September 21st, 2012
01:06 PM GMT
Almost two years on from the Arab Spring and youth unemployment remains the Middle East and North Africa (MENA) region’s biggest problem, according to Saud Masud, chief executive of consultancy group SM Advisory.
Labor force participation rates are much below the global average, he said, with Middle East and North Africa at around 46 percent versus the global average of around 66 percent.
One of the main challenges, according to Masud, is a lack of essential skills among the region’s labor markets.
“The real issue here is that you can’t generate jobs by throwing money at it and you can’t generate jobs buy just subsidising any type of on demand job generation programme. The real challenge is skills mismatch,” he told CNN’s John Defterios.
“What you have here is people graduating from schools and colleges but they don’t have the marketable or the employable skills to really compete globally or even domestically.”
Governments, particularly among the wealthy Gulf states, are still relying on foreign workers to plug their countries’ skills gap, Masud said, a situation which can hide the problem of a lack of local talent.
“Saudi Arabia for example is looking to advance its economy, to build its infrastructure, to really look at an evolution of the market itself, [but] it is really still relying on foreign talent, [and] a lot of the foreign resources, because the local talent doesn’t have the skill set as of yet,” said Masud
“We’ve had decades and decades of wealth accumulation and surpluses in economies which are characterised as high income economies but fundamentally there has been a mismatch between what the true potential of the country can be, and what the local talent is being trained to do. So that really is the key friction point as we stand today.”
Adding to the crisis of a lack of skills is overbearing governments crowding out the development of the local private sectors with higher wages, said Masud.

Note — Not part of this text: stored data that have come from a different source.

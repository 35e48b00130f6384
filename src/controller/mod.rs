pub use facade::Controller;

use thiserror::Error;

use crate::matchmaker::NotEnoughPlayers;
use crate::supervisor::SupervisorError;

mod facade;
mod lifecycle;
#[cfg(test)]
mod tests;

/// Why a control-surface operation was refused.
#[derive(Debug, Error)]
pub enum GameError {
    #[error(transparent)]
    NotEnoughPlayers(#[from] NotEnoughPlayers),

    /// Every client slot is running a lobby; the selected players were
    /// put back into the queue.
    #[error("no client slot available")]
    NoSlotAvailable,

    #[error("unknown game {0}")]
    UnknownGame(i64),

    /// The player is not registered or has no rating yet.
    #[error("player {0} has no rating")]
    UnknownPlayer(i64),

    #[error(transparent)]
    Supervisor(#[from] SupervisorError),

    #[error("store error: {0}")]
    Store(anyhow::Error),
}

impl From<anyhow::Error> for GameError {
    fn from(err: anyhow::Error) -> Self {
        GameError::Store(err)
    }
}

“IMF data suggest that the central government wages bill is about 9.8 percent for Middle East and North Africa, versus about 5.4 percent for the rest of the world average.
"What that tells you is that if you’re in the public sector, lets say in the oil sector, the private sector can’t compete in terms of wages, and that disparity has to normalise…you’ve got to allow the private sector to come in and participate and it goes beyond just giving them tax incentives or subsidies, it also comes down to having some sort of levelling out of public wages and private wages.”
However with governments across the MENA region increasingly aware or their youth unemployment problem - and putting in place schemes to address the issue –- why is there such a lag in youth job creation?
According to Masud, security risks, part of the ongoing fallout from the Arab Spring, are adding another layer of complexity to the problem of job creation in the Mena region.
“What’s happening right now is you’ve got security risks that are layered on top of the structural issues. Women are not really part of the workforce as they should be. [Put] these structural challenges on top of the recent security risks and your just not able to tap into that local reserve immediately and that is what’s keeping the employment number fairly high right now."
“Programmes are announced and by the time they are implemented on the ground, you really are in a scramble to get the right human resources to feed into them…because really you don’t want just anybody, you want the best talent to be able to get out of this situation.”